[Saved data entries]
====

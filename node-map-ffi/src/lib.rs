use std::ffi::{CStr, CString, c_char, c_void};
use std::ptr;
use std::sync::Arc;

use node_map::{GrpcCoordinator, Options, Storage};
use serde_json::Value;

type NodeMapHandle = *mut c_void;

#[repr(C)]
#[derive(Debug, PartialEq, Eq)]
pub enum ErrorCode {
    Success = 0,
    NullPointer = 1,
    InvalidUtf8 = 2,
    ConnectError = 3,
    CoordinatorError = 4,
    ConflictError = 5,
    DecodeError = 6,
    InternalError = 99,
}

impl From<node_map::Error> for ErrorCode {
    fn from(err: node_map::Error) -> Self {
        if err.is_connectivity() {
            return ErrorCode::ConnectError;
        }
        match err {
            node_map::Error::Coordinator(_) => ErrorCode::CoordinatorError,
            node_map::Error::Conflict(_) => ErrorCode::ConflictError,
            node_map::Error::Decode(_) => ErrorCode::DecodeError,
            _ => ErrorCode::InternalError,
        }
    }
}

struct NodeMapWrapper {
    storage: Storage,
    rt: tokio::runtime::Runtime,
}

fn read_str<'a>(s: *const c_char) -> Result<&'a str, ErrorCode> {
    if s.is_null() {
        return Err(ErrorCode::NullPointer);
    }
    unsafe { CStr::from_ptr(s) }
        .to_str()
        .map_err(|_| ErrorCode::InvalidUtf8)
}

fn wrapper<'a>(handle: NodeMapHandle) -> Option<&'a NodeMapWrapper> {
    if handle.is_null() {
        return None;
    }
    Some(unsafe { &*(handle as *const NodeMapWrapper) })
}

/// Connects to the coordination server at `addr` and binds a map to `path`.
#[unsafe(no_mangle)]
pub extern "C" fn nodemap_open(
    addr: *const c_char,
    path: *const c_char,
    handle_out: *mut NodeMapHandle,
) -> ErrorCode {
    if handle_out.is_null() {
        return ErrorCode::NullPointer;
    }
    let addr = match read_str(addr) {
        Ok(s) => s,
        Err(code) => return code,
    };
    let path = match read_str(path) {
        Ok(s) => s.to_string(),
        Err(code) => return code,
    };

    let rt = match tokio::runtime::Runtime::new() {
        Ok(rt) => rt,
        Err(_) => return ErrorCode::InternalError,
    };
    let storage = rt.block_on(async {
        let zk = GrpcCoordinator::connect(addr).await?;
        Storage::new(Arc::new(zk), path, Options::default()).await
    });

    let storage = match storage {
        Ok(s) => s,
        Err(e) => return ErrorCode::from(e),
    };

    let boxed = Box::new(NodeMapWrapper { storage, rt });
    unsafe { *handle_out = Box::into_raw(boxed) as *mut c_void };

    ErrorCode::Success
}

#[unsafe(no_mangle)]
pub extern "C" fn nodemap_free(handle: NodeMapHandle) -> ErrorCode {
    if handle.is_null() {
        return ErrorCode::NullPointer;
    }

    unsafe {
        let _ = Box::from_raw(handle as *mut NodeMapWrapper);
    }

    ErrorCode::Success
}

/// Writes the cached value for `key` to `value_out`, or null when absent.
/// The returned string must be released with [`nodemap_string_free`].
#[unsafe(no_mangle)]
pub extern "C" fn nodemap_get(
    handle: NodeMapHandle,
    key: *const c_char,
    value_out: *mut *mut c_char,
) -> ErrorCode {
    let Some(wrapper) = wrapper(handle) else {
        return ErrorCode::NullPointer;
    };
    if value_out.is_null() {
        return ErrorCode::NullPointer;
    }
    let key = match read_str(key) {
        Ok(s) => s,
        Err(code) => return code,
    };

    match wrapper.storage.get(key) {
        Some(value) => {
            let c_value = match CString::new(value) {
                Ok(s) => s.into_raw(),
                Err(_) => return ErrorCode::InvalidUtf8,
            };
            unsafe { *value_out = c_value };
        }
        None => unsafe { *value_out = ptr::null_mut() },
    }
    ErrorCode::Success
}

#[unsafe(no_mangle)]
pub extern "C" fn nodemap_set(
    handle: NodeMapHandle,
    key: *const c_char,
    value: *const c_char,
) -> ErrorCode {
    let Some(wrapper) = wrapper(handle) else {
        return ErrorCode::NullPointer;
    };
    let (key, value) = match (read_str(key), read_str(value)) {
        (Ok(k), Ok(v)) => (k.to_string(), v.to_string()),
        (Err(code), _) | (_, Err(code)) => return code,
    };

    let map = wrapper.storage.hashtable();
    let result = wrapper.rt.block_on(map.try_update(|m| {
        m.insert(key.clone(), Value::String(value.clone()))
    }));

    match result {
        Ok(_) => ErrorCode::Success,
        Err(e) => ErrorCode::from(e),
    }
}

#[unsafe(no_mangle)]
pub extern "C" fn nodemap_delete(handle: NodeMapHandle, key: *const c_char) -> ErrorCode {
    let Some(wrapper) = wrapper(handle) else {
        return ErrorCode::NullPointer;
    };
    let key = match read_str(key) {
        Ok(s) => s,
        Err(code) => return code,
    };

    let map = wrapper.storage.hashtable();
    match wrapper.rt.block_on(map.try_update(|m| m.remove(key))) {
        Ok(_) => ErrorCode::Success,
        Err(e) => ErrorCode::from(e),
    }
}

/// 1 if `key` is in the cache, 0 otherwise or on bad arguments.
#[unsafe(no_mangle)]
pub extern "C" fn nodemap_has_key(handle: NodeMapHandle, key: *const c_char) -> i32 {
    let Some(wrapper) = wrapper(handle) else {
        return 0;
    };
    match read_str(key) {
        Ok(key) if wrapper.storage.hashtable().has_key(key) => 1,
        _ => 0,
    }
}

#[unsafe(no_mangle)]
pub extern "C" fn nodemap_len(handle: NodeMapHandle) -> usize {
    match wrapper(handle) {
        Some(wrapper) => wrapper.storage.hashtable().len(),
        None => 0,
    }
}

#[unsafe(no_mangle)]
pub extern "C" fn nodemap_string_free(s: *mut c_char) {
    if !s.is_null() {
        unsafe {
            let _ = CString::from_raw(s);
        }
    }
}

====

◆ **Assigned task**
A verbatim copy of all the entries is the expected result.

◆ **Output for this task**
filename node-map-ffi/src/lib.rs
use std::ffi::{CStr, CString, c_char, c_void};
use std::ptr;
use std::sync::Arc;

use node_map::{GrpcCoordinator, Options, Storage};
use serde_json::Value;

type NodeMapHandle = *mut c_void;

#[repr(C)]
#[derive(Debug, PartialEq, Eq)]
pub enum ErrorCode {
    Success = 0,
    NullPointer = 1,
    InvalidUtf8 = 2,
    ConnectError = 3,
    CoordinatorError = 4,
    ConflictError = 5,
    DecodeError = 6,
    InternalError = 99,
}

impl From<node_map::Error> for ErrorCode {
    fn from(err: node_map::Error) -> Self {
        if err.is_connectivity() {
            return ErrorCode::ConnectError;
        }
        match err {
            node_map::Error::Coordinator(_) => ErrorCode::CoordinatorError,
            node_map::Error::Conflict(_) => ErrorCode::ConflictError,
            node_map::Error::Decode(_) => ErrorCode::DecodeError,
            _ => ErrorCode::InternalError,
        }
    }
}

struct NodeMapWrapper {
    storage: Storage,
    rt: tokio::runtime::Runtime,
}

fn read_str<'a>(s: *const c_char) -> Result<&'a str, ErrorCode> {
    if s.is_null() {
        return Err(ErrorCode::NullPointer);
    }
    unsafe { CStr::from_ptr(s) }
        .to_str()
        .map_err(|_| ErrorCode::InvalidUtf8)
}

fn wrapper<'a>(handle: NodeMapHandle) -> Option<&'a NodeMapWrapper> {
    if handle.is_null() {
        return None;
    }
    Some(unsafe { &*(handle as *const NodeMapWrapper) })
}

/// Connects to the coordination server at `addr` and binds a map to `path`.
#[unsafe(no_mangle)]
pub extern "C" fn nodemap_open(
    addr: *const c_char,
    path: *const c_char,
    handle_out: *mut NodeMapHandle,
) -> ErrorCode {
    if handle_out.is_null() {
        return ErrorCode::NullPointer;
    }
    let addr = match read_str(addr) {
        Ok(s) => s,
        Err(code) => return code,
    };
    let path = match read_str(path) {
        Ok(s) => s.to_string(),
        Err(code) => return code,
    };

    let rt = match tokio::runtime::Runtime::new() {
        Ok(rt) => rt,
        Err(_) => return ErrorCode::InternalError,
    };
    let storage = rt.block_on(async {
        let zk = GrpcCoordinator::connect(addr).await?;
        Storage::new(Arc::new(zk), path, Options::default()).await
    });

    let storage = match storage {
        Ok(s) => s,
        Err(e) => return ErrorCode::from(e),
    };

    let boxed = Box::new(NodeMapWrapper { storage, rt });
    unsafe { *handle_out = Box::into_raw(boxed) as *mut c_void };

    ErrorCode::Success
}

#[unsafe(no_mangle)]
pub extern "C" fn nodemap_free(handle: NodeMapHandle) -> ErrorCode {
    if handle.is_null() {
        return ErrorCode::NullPointer;
    }

    unsafe {
        let _ = Box::from_raw(handle as *mut NodeMapWrapper);
    }

    ErrorCode::Success
}

/// Writes the cached value for `key` to `value_out`, or null when absent.
/// The returned string must be released with [`nodemap_string_free`].
#[unsafe(no_mangle)]
pub extern "C" fn nodemap_get(
    handle: NodeMapHandle,
    key: *const c_char,
    value_out: *mut *mut c_char,
) -> ErrorCode {
    let Some(wrapper) = wrapper(handle) else {
        return ErrorCode::NullPointer;
    };
    if value_out.is_null() {
        return ErrorCode::NullPointer;
    }
    let key = match read_str(key) {
        Ok(s) => s,
        Err(code) => return code,
    };

    match wrapper.storage.get(key) {
        Some(value) => {
            let c_value = match CString::new(value) {
                Ok(s) => s.into_raw(),
                Err(_) => return ErrorCode::InvalidUtf8,
            };
            unsafe { *value_out = c_value };
        }
        None => unsafe { *value_out = ptr::null_mut() },
    }
    ErrorCode::Success
}

#[unsafe(no_mangle)]
pub extern "C" fn nodemap_set(
    handle: NodeMapHandle,
    key: *const c_char,
    value: *const c_char,
) -> ErrorCode {
    let Some(wrapper) = wrapper(handle) else {
        return ErrorCode::NullPointer;
    };
    let (key, value) = match (read_str(key), read_str(value)) {
        (Ok(k), Ok(v)) => (k.to_string(), v.to_string()),
        (Err(code), _) | (_, Err(code)) => return code,
    };

    let map = wrapper.storage.hashtable();
    let result = wrapper.rt.block_on(map.try_update(|m| {
        m.insert(key.clone(), Value::String(value.clone()))
    }));

    match result {
        Ok(_) => ErrorCode::Success,
        Err(e) => ErrorCode::from(e),
    }
}

#[unsafe(no_mangle)]
pub extern "C" fn nodemap_delete(handle: NodeMapHandle, key: *const c_char) -> ErrorCode {
    let Some(wrapper) = wrapper(handle) else {
        return ErrorCode::NullPointer;
    };
    let key = match read_str(key) {
        Ok(s) => s,
        Err(code) => return code,
    };

    let map = wrapper.storage.hashtable();
    match wrapper.rt.block_on(map.try_update(|m| m.remove(key))) {
        Ok(_) => ErrorCode::Success,
        Err(e) => ErrorCode::from(e),
    }
}

/// 1 if `key` is in the cache, 0 otherwise or on bad arguments.
#[unsafe(no_mangle)]
pub extern "C" fn nodemap_has_key(handle: NodeMapHandle, key: *const c_char) -> i32 {
    let Some(wrapper) = wrapper(handle) else {
        return 0;
    };
    match read_str(key) {
        Ok(key) if wrapper.storage.hashtable().has_key(key) => 1,
        _ => 0,
    }
}

#[unsafe(no_mangle)]
pub extern "C" fn nodemap_len(handle: NodeMapHandle) -> usize {
    match wrapper(handle) {
        Some(wrapper) => wrapper.storage.hashtable().len(),
        None => 0,
    }
}

#[unsafe(no_mangle)]
pub extern "C" fn nodemap_string_free(s: *mut c_char) {
    if !s.is_null() {
        unsafe {
            let _ = CString::from_raw(s);
        }
    }
}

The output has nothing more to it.